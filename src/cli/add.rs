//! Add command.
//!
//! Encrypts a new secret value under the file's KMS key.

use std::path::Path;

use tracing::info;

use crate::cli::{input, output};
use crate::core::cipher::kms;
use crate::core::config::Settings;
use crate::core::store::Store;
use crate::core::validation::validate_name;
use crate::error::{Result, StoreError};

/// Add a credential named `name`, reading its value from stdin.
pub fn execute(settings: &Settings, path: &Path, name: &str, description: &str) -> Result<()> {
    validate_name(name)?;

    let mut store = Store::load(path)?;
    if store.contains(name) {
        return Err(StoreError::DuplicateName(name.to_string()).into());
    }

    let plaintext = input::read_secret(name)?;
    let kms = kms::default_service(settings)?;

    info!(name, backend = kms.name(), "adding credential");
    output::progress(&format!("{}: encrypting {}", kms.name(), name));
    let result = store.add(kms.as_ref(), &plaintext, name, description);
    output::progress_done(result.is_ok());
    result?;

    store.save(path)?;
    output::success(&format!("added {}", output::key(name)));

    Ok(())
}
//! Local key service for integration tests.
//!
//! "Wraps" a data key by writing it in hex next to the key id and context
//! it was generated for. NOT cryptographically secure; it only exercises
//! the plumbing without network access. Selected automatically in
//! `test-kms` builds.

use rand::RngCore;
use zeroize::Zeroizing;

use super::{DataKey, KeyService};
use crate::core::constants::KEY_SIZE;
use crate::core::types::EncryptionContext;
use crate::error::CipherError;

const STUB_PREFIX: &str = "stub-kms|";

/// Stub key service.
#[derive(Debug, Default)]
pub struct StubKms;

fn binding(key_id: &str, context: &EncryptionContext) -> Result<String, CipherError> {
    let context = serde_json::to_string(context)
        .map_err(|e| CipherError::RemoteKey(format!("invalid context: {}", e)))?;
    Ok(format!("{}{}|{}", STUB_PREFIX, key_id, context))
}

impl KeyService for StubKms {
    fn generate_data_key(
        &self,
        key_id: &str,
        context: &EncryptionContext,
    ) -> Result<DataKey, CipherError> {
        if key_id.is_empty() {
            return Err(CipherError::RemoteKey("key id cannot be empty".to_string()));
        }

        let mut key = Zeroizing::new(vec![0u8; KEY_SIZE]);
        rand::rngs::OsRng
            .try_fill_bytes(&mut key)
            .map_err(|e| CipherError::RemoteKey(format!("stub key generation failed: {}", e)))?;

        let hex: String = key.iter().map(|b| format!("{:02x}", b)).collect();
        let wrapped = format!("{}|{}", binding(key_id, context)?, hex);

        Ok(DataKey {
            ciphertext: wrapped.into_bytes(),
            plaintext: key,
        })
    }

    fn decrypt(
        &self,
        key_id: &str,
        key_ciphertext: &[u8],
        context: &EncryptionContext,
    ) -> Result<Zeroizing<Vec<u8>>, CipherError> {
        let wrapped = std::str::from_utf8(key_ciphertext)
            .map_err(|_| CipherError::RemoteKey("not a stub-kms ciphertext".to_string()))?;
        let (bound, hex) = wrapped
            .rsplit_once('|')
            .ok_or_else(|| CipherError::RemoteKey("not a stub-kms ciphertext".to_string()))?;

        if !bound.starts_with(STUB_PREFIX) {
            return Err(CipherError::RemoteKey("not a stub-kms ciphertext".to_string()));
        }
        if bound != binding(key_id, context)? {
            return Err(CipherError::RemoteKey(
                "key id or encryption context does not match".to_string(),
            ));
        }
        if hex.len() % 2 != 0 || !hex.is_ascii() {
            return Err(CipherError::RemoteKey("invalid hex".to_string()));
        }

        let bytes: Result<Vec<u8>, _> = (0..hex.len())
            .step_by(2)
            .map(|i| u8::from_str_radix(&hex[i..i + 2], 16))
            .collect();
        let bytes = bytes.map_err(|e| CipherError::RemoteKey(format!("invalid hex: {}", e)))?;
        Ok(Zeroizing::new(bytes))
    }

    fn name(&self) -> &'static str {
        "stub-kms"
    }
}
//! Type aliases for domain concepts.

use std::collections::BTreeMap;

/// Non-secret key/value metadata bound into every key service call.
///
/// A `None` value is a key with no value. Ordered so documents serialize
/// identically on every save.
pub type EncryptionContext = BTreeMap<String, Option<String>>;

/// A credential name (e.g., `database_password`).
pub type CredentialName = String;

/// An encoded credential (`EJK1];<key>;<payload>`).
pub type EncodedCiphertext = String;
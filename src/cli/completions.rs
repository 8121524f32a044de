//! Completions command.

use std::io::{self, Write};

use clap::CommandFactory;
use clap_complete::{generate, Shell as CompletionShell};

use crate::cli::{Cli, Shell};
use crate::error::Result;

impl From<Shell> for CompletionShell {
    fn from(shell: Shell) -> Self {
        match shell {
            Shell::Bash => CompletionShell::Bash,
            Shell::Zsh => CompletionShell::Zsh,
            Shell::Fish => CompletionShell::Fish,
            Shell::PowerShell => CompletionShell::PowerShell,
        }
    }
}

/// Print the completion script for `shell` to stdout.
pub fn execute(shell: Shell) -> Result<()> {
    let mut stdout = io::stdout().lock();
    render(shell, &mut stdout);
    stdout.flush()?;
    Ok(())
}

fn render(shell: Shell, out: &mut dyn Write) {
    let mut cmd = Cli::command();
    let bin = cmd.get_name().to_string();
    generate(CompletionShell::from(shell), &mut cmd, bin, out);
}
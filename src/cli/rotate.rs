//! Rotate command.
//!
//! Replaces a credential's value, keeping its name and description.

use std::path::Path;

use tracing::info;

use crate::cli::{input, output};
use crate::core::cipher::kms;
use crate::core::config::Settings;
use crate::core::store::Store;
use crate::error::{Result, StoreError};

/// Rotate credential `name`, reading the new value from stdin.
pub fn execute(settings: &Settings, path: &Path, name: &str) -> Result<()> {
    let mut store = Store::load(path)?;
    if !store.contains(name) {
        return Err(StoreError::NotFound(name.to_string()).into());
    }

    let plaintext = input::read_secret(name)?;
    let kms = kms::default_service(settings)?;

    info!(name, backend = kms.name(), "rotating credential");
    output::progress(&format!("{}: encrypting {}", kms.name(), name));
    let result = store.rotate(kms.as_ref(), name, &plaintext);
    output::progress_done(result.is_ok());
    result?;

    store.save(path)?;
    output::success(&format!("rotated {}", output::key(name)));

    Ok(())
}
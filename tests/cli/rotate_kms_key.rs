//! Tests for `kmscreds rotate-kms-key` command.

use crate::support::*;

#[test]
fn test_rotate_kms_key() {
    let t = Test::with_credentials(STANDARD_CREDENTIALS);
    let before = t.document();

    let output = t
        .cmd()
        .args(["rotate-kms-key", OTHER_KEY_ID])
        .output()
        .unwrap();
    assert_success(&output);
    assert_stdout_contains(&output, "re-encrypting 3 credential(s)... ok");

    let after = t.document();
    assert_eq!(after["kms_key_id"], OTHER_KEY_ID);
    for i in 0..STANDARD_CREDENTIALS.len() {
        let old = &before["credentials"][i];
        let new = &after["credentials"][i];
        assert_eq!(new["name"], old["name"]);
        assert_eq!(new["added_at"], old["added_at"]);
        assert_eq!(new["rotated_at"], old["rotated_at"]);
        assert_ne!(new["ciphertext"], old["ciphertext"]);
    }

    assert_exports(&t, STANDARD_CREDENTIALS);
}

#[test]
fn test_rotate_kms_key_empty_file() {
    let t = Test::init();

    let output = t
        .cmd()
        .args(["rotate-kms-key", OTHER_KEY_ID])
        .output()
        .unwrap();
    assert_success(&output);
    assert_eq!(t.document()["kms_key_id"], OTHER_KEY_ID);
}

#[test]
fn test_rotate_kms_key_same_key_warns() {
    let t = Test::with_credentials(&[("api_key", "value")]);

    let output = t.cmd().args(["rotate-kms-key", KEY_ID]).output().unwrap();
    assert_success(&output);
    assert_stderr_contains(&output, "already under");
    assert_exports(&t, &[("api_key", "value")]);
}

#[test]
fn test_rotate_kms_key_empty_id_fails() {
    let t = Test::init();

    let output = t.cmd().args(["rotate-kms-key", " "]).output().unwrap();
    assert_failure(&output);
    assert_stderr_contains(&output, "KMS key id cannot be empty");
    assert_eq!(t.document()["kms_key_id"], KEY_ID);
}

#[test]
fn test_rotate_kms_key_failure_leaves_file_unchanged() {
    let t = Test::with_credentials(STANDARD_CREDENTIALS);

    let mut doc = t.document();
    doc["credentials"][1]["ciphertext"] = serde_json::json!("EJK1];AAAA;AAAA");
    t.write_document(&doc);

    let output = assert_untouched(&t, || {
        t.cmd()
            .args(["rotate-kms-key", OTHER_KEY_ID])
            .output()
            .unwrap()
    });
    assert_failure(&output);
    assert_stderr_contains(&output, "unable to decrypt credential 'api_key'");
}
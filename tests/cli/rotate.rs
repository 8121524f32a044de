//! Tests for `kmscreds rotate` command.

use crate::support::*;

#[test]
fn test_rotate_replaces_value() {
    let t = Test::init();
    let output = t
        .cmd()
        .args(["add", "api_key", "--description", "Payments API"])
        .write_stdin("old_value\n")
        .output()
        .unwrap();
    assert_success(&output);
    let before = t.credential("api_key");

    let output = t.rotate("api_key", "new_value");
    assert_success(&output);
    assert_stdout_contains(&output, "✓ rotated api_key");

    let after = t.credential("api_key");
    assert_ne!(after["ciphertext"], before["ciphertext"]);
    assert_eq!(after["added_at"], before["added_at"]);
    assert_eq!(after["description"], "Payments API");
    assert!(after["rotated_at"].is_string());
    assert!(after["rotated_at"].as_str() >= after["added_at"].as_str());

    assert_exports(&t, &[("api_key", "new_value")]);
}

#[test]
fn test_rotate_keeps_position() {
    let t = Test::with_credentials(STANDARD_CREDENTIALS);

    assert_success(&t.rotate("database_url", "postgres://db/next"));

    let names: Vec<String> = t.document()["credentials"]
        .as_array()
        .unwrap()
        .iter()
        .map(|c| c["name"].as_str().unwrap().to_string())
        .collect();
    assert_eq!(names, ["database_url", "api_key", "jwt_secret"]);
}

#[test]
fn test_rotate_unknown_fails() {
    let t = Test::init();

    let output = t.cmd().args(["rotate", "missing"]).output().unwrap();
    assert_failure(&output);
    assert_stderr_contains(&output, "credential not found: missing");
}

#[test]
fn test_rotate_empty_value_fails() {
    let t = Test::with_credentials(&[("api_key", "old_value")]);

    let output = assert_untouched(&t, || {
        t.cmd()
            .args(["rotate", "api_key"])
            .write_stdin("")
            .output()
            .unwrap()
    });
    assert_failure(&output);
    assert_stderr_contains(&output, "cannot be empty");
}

- [TASK DIRECTIONS]: Return, from the data above, each line in which the string "info" appears.

- [EXERCISE SOLUTION]:
use tracing::info;
    info!(name, backend = kms.name(), "adding credential");
use tracing::info;
    info!(name, backend = kms.name(), "rotating credential");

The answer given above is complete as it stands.